In a press release published on Friday, the FDIC confirmed that it has created the Deposit Insurance National Bank of Santa Clara (DINB) to ensure the protection of insured depositors. The FDIC also tried to reassure those insured depositors by announcing that they will regain access to their insured deposits by “no later than Monday morning, March 13, 2023.” In addition:

“The FDIC will pay uninsured depositors an advance dividend within the next week. Uninsured depositors will receive a receivership certificate for the remaining amount of their uninsured funds. As the FDIC sells the assets of Silicon Valley Bank, future dividend payments may be made to uninsured depositors.”

The collapse of SVB

The regulatory move to shut down SVB caps a tumultuous week for the bank. On Wednesday, news broke that SVB was attempting to raise roughly $2 billion in capital, citing client cash burn. According to some reports, the bank’s tech-industry client firms have drawn down their deposits as rising interest rates and a slowing initial public offering environment have inhibited their ability to raise cash.
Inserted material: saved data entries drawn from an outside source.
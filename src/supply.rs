use rand::rngs::StdRng;
use rand::Rng;
use rand_distr::Distribution;

use crate::allocation_node::{AllocationNode, Money};
use crate::errors::NodeError;
use crate::utils::lognormal_dist;

/// Builds synthetic root → layers → tiers → nodes trees
///
/// Trees are generated bottom-up so that parent attributes follow from their children:
/// - a parent's value is the mean of its children's values
/// - a parent's max rate is 90% of its children's mean max rate
/// - a parent's floor is the highest child floor, its cap the lowest child cap (never below
///   the floor)
/// - a parent's eligible count is the sum over its children; each leaf counts as one
pub struct SupplyTreeGenerator {
    pub layers: usize,
    pub tiers_per_layer: usize,
    pub nodes_per_tier: usize,
    pub root_slots: u32,
    /// Share of leaves that were exported in an earlier cycle
    pub reexport_probability: f64,
    /// Root desired rate as a fraction of the layers' mean max rate
    pub root_rate_fraction: f64,
}

impl Default for SupplyTreeGenerator {
    fn default() -> Self {
        Self {
            layers: 3,
            tiers_per_layer: 6,
            nodes_per_tier: 20,
            root_slots: 40,
            reexport_probability: 0.6,
            root_rate_fraction: 0.5,
        }
    }
}

fn mean(values: impl Iterator<Item = Money>) -> Money {
    let (sum, count) = values.fold((0.0, 0usize), |(s, n), v| (s + v, n + 1));
    if count == 0 { 0.0 } else { sum / count as f64 }
}

/// Parent node summarising `children`
fn parent_of(name: String, children: Vec<AllocationNode>) -> Result<AllocationNode, NodeError> {
    let value = mean(children.iter().map(|c| c.average_value()));
    let rate = 0.9 * mean(children.iter().map(|c| c.historical_max_impression_rate()));
    let floor = children.iter().map(|c| c.floor_price()).fold(0.0, f64::max);
    let cap = children.iter().map(|c| c.price_cap()).fold(f64::INFINITY, f64::min).max(floor);
    let eligible: Money = children.iter().map(|c| c.number_of_eligible_nodes()).sum();
    Ok(AllocationNode::new(name, value, rate, floor, cap, eligible)?.with_children(children))
}

impl SupplyTreeGenerator {
    fn generate_leaf(&self, name: String, tier_rate: Money, rng: &mut StdRng) -> Result<AllocationNode, NodeError> {
        let value = lognormal_dist(10.0, 5.0).sample(rng);
        let rate = lognormal_dist(tier_rate, tier_rate * 0.1).sample(rng);
        let floor = lognormal_dist(2.0, 0.5).sample(rng);
        let cap = floor * (1.0 + lognormal_dist(2.0, 0.5).sample(rng));
        let export_count = if rng.gen_bool(self.reexport_probability) {
            rng.gen_range(1..=5) as f64
        } else {
            0.0
        };
        AllocationNode::new(name, value, rate, floor, cap, 1.0)?
            .with_export_count(export_count)?
            .with_experimental_priority_score(rng.gen::<f64>())
    }

    /// Generate a full tree; the root carries the slot budget, desired rate and spend
    pub fn generate(&self, rng: &mut StdRng) -> Result<AllocationNode, NodeError> {
        let tier_rate_dist = lognormal_dist(100.0, 40.0);

        let mut layers = Vec::with_capacity(self.layers);
        for l in 0..self.layers {
            let mut tiers = Vec::with_capacity(self.tiers_per_layer);
            for t in 0..self.tiers_per_layer {
                let tier_rate = tier_rate_dist.sample(rng);
                let nodes = (0..self.nodes_per_tier)
                    .map(|n| self.generate_leaf(format!("node {}.{}.{}", l, t, n), tier_rate, rng))
                    .collect::<Result<Vec<_>, _>>()?;
                tiers.push(parent_of(format!("tier {}.{}", l, t), nodes)?);
            }
            layers.push(parent_of(format!("layer {}", l), tiers)?);
        }

        let layer_rate = mean(layers.iter().map(|l| l.historical_max_impression_rate()));
        let cpm = mean(layers.iter().map(|l| 0.5 * (l.floor_price() + l.price_cap())));
        Ok(AllocationNode::container("root")
            .with_export_slots(self.root_slots)
            .with_desired_avg_impression_rate(layer_rate * self.root_rate_fraction)?
            .with_avg_cost_per_mille(cpm)?
            .with_children(layers))
    }
}

#[cfg(test)]
mod tests {
    use super::*;
    use rand::SeedableRng;

    #[test]
    fn test_shape_and_derived_attributes() {
        let generator = SupplyTreeGenerator {
            layers: 2,
            tiers_per_layer: 3,
            nodes_per_tier: 4,
            ..SupplyTreeGenerator::default()
        };
        let root = generator.generate(&mut StdRng::seed_from_u64(11)).unwrap();

        assert_eq!(root.children().len(), 2);
        for layer in root.children() {
            assert_eq!(layer.children().len(), 3);
            assert_eq!(layer.number_of_eligible_nodes(), 12.0);
            assert!(layer.floor_price() <= layer.price_cap());
            for tier in layer.children() {
                assert_eq!(tier.children().len(), 4);
                assert_eq!(tier.number_of_eligible_nodes(), 4.0);
                let floors = tier.children().iter().map(|n| n.floor_price()).fold(0.0, f64::max);
                assert_eq!(tier.floor_price(), floors);
                assert!(tier.children().windows(2).all(|w| w[0].average_value() >= w[1].average_value()));
            }
        }
    }

    #[test]
    fn test_same_seed_same_tree() {
        let generator = SupplyTreeGenerator::default();
        let a = generator.generate(&mut StdRng::seed_from_u64(5)).unwrap();
        let b = generator.generate(&mut StdRng::seed_from_u64(5)).unwrap();
        assert_eq!(a, b);
    }
}
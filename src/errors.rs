use thiserror::Error;

/// Rejected node attributes, reported at construction time
#[derive(Debug, Clone, PartialEq, Error)]
pub enum NodeError {
    #[error("{field} must be finite")]
    NonFinite { field: &'static str },

    #[error("{field} must not be negative, got {value}")]
    Negative { field: &'static str, value: f64 },

    #[error("floor price {floor} is above price cap {cap}")]
    FloorAboveCap { floor: f64, cap: f64 },
}

/// Failures surfaced by the allocators
#[derive(Debug, Clone, PartialEq, Error)]
pub enum AllocationError {
    /// No partition of the slots satisfies capacity, volume and floor-price constraints
    #[error("no feasible partition of {export_slots} export slots among the children of '{node}'")]
    Infeasible { node: String, export_slots: u32 },

    /// Exhaustive search would have to score more compositions than allowed
    #[error("exhaustive search for '{node}' needs {compositions} compositions, above the configured limit")]
    SearchTooLarge { node: String, compositions: u64 },
}

/// What to do when no feasible partition exists
#[derive(Debug, Clone, Copy, PartialEq, Eq, Default)]
pub enum InfeasiblePolicy {
    /// Return `AllocationError::Infeasible`
    #[default]
    Error,
    /// Log a warning and leave every child at zero slots
    ZeroAllocation,
}
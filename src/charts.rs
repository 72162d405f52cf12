use plotters::prelude::*;
use rand::{rngs::StdRng, SeedableRng};
use std::fs;

use exportalloc::allocation_node::AllocationNode;
use exportalloc::errors::InfeasiblePolicy;
use exportalloc::logger::{sanitize_filename, Logger};
use exportalloc::orchestrator::{AllocationConfig, AllocationOrchestrator};
use exportalloc::supply::SupplyTreeGenerator;

/// Allocate a synthetic tree and chart the root and every allocated layer
pub fn generate_allocation_charts() -> Result<(), Box<dyn std::error::Error>> {
    fs::create_dir_all("charts")?;

    let mut root = SupplyTreeGenerator::default().generate(&mut StdRng::seed_from_u64(42))?;
    let orchestrator = AllocationOrchestrator::new(AllocationConfig {
        infeasible_policy: InfeasiblePolicy::ZeroAllocation,
        ..AllocationConfig::default()
    });
    orchestrator.allocate_tree(&mut root, 0.3, &mut Logger::new())?;

    create_allocation_chart(&root, "charts/root_allocation.png")?;
    for layer in root.children().iter().filter(|l| l.export_slots() > 0) {
        let filename = format!("charts/{}_allocation.png", sanitize_filename(layer.name()));
        create_allocation_chart(layer, &filename)?;
    }
    Ok(())
}

/// Side-by-side chart of a node's children: slots on the left, price within [floor, cap] on the right
pub fn create_allocation_chart(node: &AllocationNode, filename: &str) -> Result<(), Box<dyn std::error::Error>> {
    let children = node.children();
    if children.is_empty() {
        return Err(format!("Cannot chart '{}': node has no children", node.name()).into());
    }
    let n = children.len() as f64;
    let max_slots = children.iter().map(|c| c.export_slots()).max().unwrap_or(0).max(1);
    let max_price = children.iter().map(|c| c.price_cap()).fold(0.0, f64::max).max(1e-9);

    let root_area = BitMapBackend::new(filename, (1200, 600)).into_drawing_area();
    root_area.fill(&WHITE)?;
    let (left, right) = root_area.split_horizontally(600);

    // Slots per child
    {
        let mut chart = ChartBuilder::on(&left)
            .caption(format!("{} - Export Slots", node.name()), ("sans-serif", 25))
            .margin(10)
            .x_label_area_size(40)
            .y_label_area_size(50)
            .build_cartesian_2d(0.0..n, 0u32..max_slots + max_slots / 10 + 1)?;

        chart.configure_mesh()
            .x_desc("Child (by value, descending)")
            .y_desc("Slots")
            .draw()?;

        chart.draw_series(children.iter().enumerate().map(|(i, child)| {
            Rectangle::new([(i as f64 + 0.1, 0), (i as f64 + 0.9, child.export_slots())], BLUE.filled())
        }))?;
    }

    // Prices of allocated children against their bounds
    {
        let mut chart = ChartBuilder::on(&right)
            .caption(format!("{} - CPM", node.name()), ("sans-serif", 25))
            .margin(10)
            .x_label_area_size(40)
            .y_label_area_size(50)
            .build_cartesian_2d(0.0..n, 0.0..max_price * 1.1)?;

        chart.configure_mesh()
            .x_desc("Child (by value, descending)")
            .y_desc("CPM")
            .draw()?;

        let allocated = move || children.iter().enumerate().filter(|(_, c)| c.export_slots() > 0);

        chart.draw_series(allocated().map(|(i, child)| {
            Rectangle::new([(i as f64 + 0.1, 0.0), (i as f64 + 0.9, child.avg_cost_per_mille())], GREEN.filled())
        }))?
        .label("Price")
        .legend(|(x, y)| Rectangle::new([(x, y - 5), (x + 10, y + 5)], GREEN.filled()));

        chart.draw_series(allocated().map(|(i, child)| {
            PathElement::new(vec![(i as f64 + 0.1, child.floor_price()), (i as f64 + 0.9, child.floor_price())], &RED)
        }))?
        .label("Floor")
        .legend(|(x, y)| PathElement::new(vec![(x, y), (x + 20, y)], &RED));

        chart.draw_series(allocated().map(|(i, child)| {
            PathElement::new(vec![(i as f64 + 0.1, child.price_cap()), (i as f64 + 0.9, child.price_cap())], &BLACK)
        }))?
        .label("Cap")
        .legend(|(x, y)| PathElement::new(vec![(x, y), (x + 20, y)], &BLACK));

        chart.configure_series_labels()
            .background_style(&WHITE.mix(0.8))
            .border_style(&BLACK)
            .draw()?;
    }

    root_area.present()?;
    println!("Allocation chart saved to {}", filename);
    Ok(())
}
The bank also revealed on Wednesday that it had suffered a $1.8 billion loss in a $21 billion securities sale conducted as part of an effort to raise capital and adjust its balance sheet. The repositioning attempt was designed to move toward short-term assets that would be less impacted by additional interest rate hikes.

Markets responded to the news by selling off SVB shares on Thursday, causing shares to drop by 60%. That drop was followed by another 60% decline on Friday, in premarket trading which was soon suspended.

Silicon Valley Bank reported total assets of about $209 billion at the end of 2022. It held more than $175 billion in deposits for its customers. Its failure makes it the first FDIC-insured financial institution to fail since October 2020, and the largest bank to fail since 2008.